Updated: Sep 16, 2020

My bone broth of Waipara

There is no aroma more fulfilling then that of food cooking in the kitchen that reminds us of days of old. The scintillating steam of pork bones or bacon bones being boiled fills the home of rich nostalgic memories of mum and dad and grandparents. It’s warming for the soul and makes us feel good.

It makes us feel good because of the memories that the smell holds for us. The smell can take us back in time to days of warmth and cosiness by the fire. Days of feeling safe and warm in the comfort of our childhood homes surrounded by whanau. We remember how we used to and wild as children and everything was magical. We listened to the sound of what was happening in the kitchen as everyone participated in preparing the meal.

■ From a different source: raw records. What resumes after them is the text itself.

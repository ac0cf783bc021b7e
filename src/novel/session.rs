//! 写作会话：一次只处理一章（压缩 → 简报 → 写作 → 修订闸门 → 落盘），按运行模式决定何时停下

use std::path::PathBuf;
use std::sync::{Arc, OnceLock};

use regex::Regex;

use crate::config::AppConfig;
use crate::core::NovelError;
use crate::llm::ModelSession;
use crate::memory::{char_len, ContextBudgetController};
use crate::novel::agents::{ChapterContext, ChapterSummary, PacingAgent, ReviewAgent, WriterAgent};
use crate::novel::events::{emit, EventSender, NovelEvent};
use crate::novel::pacing::{is_volume_end, PacingStatus, RunMode};
use crate::novel::prompts::Prompts;
use crate::novel::revision::{GateMode, RevisionController, RevisionOutcome, RevisionPolicy};
use crate::novel::supervisor::Supervisor;
use crate::store::StateStore;

/// 写作时带给模型的最近章节数
const RECENT_CHAPTERS: usize = 3;
const MAX_TITLE_CHARS: usize = 50;

/// 一章的结局
#[derive(Debug, Clone, PartialEq)]
pub enum ChapterStep {
    Accepted {
        chapter: u32,
        title: Option<String>,
        path: PathBuf,
        score: f64,
    },
    Abandoned { chapter: u32 },
    /// 已写满全书章节数
    BookComplete,
}

#[derive(Debug, Clone, PartialEq)]
pub struct RunReport {
    pub written: u32,
    pub reason: String,
}

pub struct WritingSession {
    store: Arc<StateStore>,
    writer: Arc<WriterAgent>,
    reviewer: Arc<ReviewAgent>,
    pacing: PacingAgent,
    budget: ContextBudgetController,
    policy: RevisionPolicy,
    supervisor: Arc<dyn Supervisor>,
    events: Option<EventSender>,
    life_event_probability: f64,
}

impl WritingSession {
    pub fn new(
        models: ModelSession,
        store: Arc<StateStore>,
        supervisor: Arc<dyn Supervisor>,
        prompts: Prompts,
    ) -> Self {
        let prompts = Arc::new(prompts);
        Self {
            store,
            writer: Arc::new(WriterAgent::new(models.clone(), prompts.clone())),
            reviewer: Arc::new(ReviewAgent::new(models.clone(), prompts.clone())),
            pacing: PacingAgent::new(models, prompts),
            budget: ContextBudgetController::default(),
            policy: RevisionPolicy::default(),
            supervisor,
            events: None,
            life_event_probability: 0.05,
        }
    }

    /// 上下文预算、修订策略与生活事件概率取自配置
    pub fn with_config(mut self, config: &AppConfig) -> Self {
        self.budget = ContextBudgetController::from_config(&config.context);
        self.policy = RevisionPolicy::from_config(&config.revision);
        self.life_event_probability = config.store.life_event_probability;
        self
    }

    pub fn with_events(mut self, events: EventSender) -> Self {
        self.events = Some(events);
        self
    }

    pub fn store(&self) -> &StateStore {
        &self.store
    }

    /// 按模式连续写章，直到满足停止条件
    pub async fn run(&self, mode: RunMode) -> Result<RunReport, NovelError> {
        let mut written = 0u32;
        let reason = loop {
            if let RunMode::Count(n) = mode {
                if written >= n {
                    break format!("wrote {} chapters", n);
                }
            }
            let step = match self.write_next_chapter(mode).await {
                Ok(step) => step,
                Err(e) => {
                    emit(&self.events, NovelEvent::Error { text: e.to_string() });
                    emit(
                        &self.events,
                        NovelEvent::Finished {
                            written,
                            reason: e.to_string(),
                        },
                    );
                    return Err(e);
                }
            };
            match step {
                ChapterStep::BookComplete => break "book complete".to_string(),
                ChapterStep::Abandoned { chapter } => {
                    if !mode.is_manual() {
                        break format!("chapter {} abandoned", chapter);
                    }
                    if !self.supervisor.confirm("本章已放弃，是否继续写下一章？").await {
                        break "stopped by user".to_string();
                    }
                }
                ChapterStep::Accepted { chapter, .. } => {
                    written += 1;
                    if mode == RunMode::Volume {
                        let setting = self.store.setting().await?;
                        if is_volume_end(chapter, &setting) {
                            break format!("volume ends at chapter {}", chapter);
                        }
                    }
                    if mode.is_manual() && !self.supervisor.confirm("继续写下一章？").await {
                        break "stopped by user".to_string();
                    }
                }
            }
        };
        tracing::info!("writing session finished: {} chapters, {}", written, reason);
        emit(
            &self.events,
            NovelEvent::Finished {
                written,
                reason: reason.clone(),
            },
        );
        Ok(RunReport { written, reason })
    }

    /// 写下一章（上一章号 + 1）
    pub async fn write_next_chapter(&self, mode: RunMode) -> Result<ChapterStep, NovelError> {
        let setting = self.store.setting().await?;
        let history = self.store.history().await?;
        let completed = history.last_chapter_number();
        let chapter = completed + 1;
        let status = PacingStatus::compute(chapter, &setting);

        if matches!(mode, RunMode::Complete | RunMode::Volume)
            && completed as usize >= status.total_chapters
        {
            return Ok(ChapterStep::BookComplete);
        }

        emit(
            &self.events,
            NovelEvent::ChapterStarted {
                chapter,
                total: status.total_chapters,
                stage: status.stage.label().to_string(),
                progress: status.progress,
            },
        );

        let settings_text = self.store.setting_digest().await?;
        if let Some(plan) = self
            .pacing
            .compress_history(&self.store, &self.budget, &settings_text)
            .await?
        {
            emit(
                &self.events,
                NovelEvent::HistoryCompressed {
                    evicted: plan.evicted.len(),
                    kept: plan.kept.len(),
                },
            );
        }
        let history = self.store.history().await?;
        let author = self.store.author().await?;

        emit(&self.events, NovelEvent::Status { text: format!("第 {} 章：生成创作简报", chapter) });
        let brief = self
            .pacing
            .brief(chapter, &settings_text, &history, &status)
            .await?;

        let target_words = setting.chapter_words;
        let recent_start = history.chapters.len().saturating_sub(RECENT_CHAPTERS);
        let ctx = ChapterContext {
            settings_text,
            rolling_summary: history.rolling_summary.clone(),
            recent_chapters: history.chapters[recent_start..].to_vec(),
            brief,
            persona: author.persona.clone(),
            target_words,
        };
        let draft = self.writer.write_chapter(chapter, &ctx).await?;
        emit(
            &self.events,
            NovelEvent::Drafted {
                chapter,
                chars: char_len(&draft),
                target: target_words,
            },
        );

        let gate = if mode.is_manual() {
            GateMode::Manual
        } else {
            GateMode::Automatic
        };
        let controller = RevisionController::new(
            self.writer.clone(),
            self.reviewer.clone(),
            self.supervisor.clone(),
        )
        .with_policy(self.policy.clone())
        .with_events(self.events.clone());
        let outcome = match controller
            .produce_chapter(chapter, draft, target_words, gate)
            .await?
        {
            RevisionOutcome::Accepted(outcome) => outcome,
            RevisionOutcome::Abandoned { reviews } => {
                for review in &reviews {
                    self.store.append_review(review).await?;
                }
                tracing::info!(
                    "chapter {} abandoned, {} reviews logged, text discarded",
                    chapter,
                    reviews.len()
                );
                return Ok(ChapterStep::Abandoned { chapter });
            }
        };

        let title = extract_title(&outcome.text);
        let path = self
            .store
            .save_chapter_text(chapter, &outcome.text, title.as_deref())
            .await?;
        // 正文已落盘，摘要失败也要写历史，否则下次会重写同一章
        let summary = match self.reviewer.summarize(chapter, &outcome.text).await {
            Ok(summary) => summary,
            Err(e) => {
                tracing::warn!("chapter {}: summary failed, using placeholder: {}", chapter, e);
                ChapterSummary::unparsed()
            }
        };
        self.store
            .append_chapter(&summary.into_record(chapter, title.as_deref()))
            .await?;
        for review in &outcome.reviews {
            self.store.append_review(review).await?;
        }
        emit(
            &self.events,
            NovelEvent::ChapterAccepted {
                chapter,
                title: title.clone().unwrap_or_default(),
                score: outcome.review.score,
                chars: char_len(&outcome.text),
            },
        );

        self.evolve_author().await;

        Ok(ChapterStep::Accepted {
            chapter,
            title,
            path,
            score: outcome.review.score,
        })
    }

    /// 章节已落盘后的作者演化；失败只记日志，不影响本章结果
    async fn evolve_author(&self) {
        match self.pacing.evolve_author_style(&self.store).await {
            Ok(Some(style)) => emit(
                &self.events,
                NovelEvent::StyleEvolved {
                    preview: style.chars().take(50).collect(),
                },
            ),
            Ok(None) => {}
            Err(e) => tracing::warn!("author style evolution skipped: {}", e),
        }
        match self
            .pacing
            .check_life_event(&self.store, self.life_event_probability)
            .await
        {
            Ok(Some(event)) => emit(
                &self.events,
                NovelEvent::LifeEvent {
                    event: event.event,
                    effect: event.effect,
                },
            ),
            Ok(None) => {}
            Err(e) => tracing::warn!("life event check skipped: {}", e),
        }
    }
}

fn chapter_heading() -> &'static Regex {
    static RE: OnceLock<Regex> = OnceLock::new();
    RE.get_or_init(|| Regex::new(r"第\s*\d+\s*章\s*(.*)").expect("valid regex"))
}

/// 从正文首行提取标题：「第 N 章 标题」取标题部分，否则首行不足 50 字时整行作标题
pub fn extract_title(text: &str) -> Option<String> {
    let first = text.lines().map(str::trim).find(|l| !l.is_empty())?;
    let first = first.trim_matches(|c| c == '#' || c == '*').trim();
    if let Some(caps) = chapter_heading().captures(first) {
        let title = caps.get(1).map_or("", |m| m.as_str()).trim();
        return (!title.is_empty()).then(|| title.to_string());
    }
    (char_len(first) < MAX_TITLE_CHARS && !first.is_empty()).then(|| first.to_string())
}

#[cfg(test)]
mod tests {
    use super::*;

    #[test]
    fn test_extract_title_from_heading() {
        assert_eq!(extract_title("第 3 章 夜雨\n正文").as_deref(), Some("夜雨"));
        assert_eq!(extract_title("## 第12章  风起\n正文").as_deref(), Some("风起"));
        assert_eq!(extract_title("第3章\n正文"), None);
    }

    #[test]
    fn test_extract_title_from_short_first_line() {
        assert_eq!(extract_title("\n\n山门\n正文").as_deref(), Some("山门"));
        let long = "长".repeat(60);
        assert_eq!(extract_title(&long), None);
        assert_eq!(extract_title(""), None);
    }
}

I remember my mum would make a boil up with watercress or pūhā. Mum and dad would often go and harvest watercress in local spots around our town and I would go with them. They had about 3 places where they would go and harvest, and once we had enough for the weekend we would head back home. It was not surprising to see whanau in the same spots harvesting so it was quite a sociable event. It was a familiar site to see mum (and others) in the market garden next door bending over and picking pūhā. It's a celebrated ritual and I miss seeing that. I miss seeing the shape and silhouette of that memorable landscape.

Indigenous pūhā

It's a struggle to show our younger ones the importance of our native greens. The wild,iron-rich greens that we added to our bone broth. Just like the indigenous Pūhā that struggles to grow against the more exotic, faster growing sow thistles, it's in decline.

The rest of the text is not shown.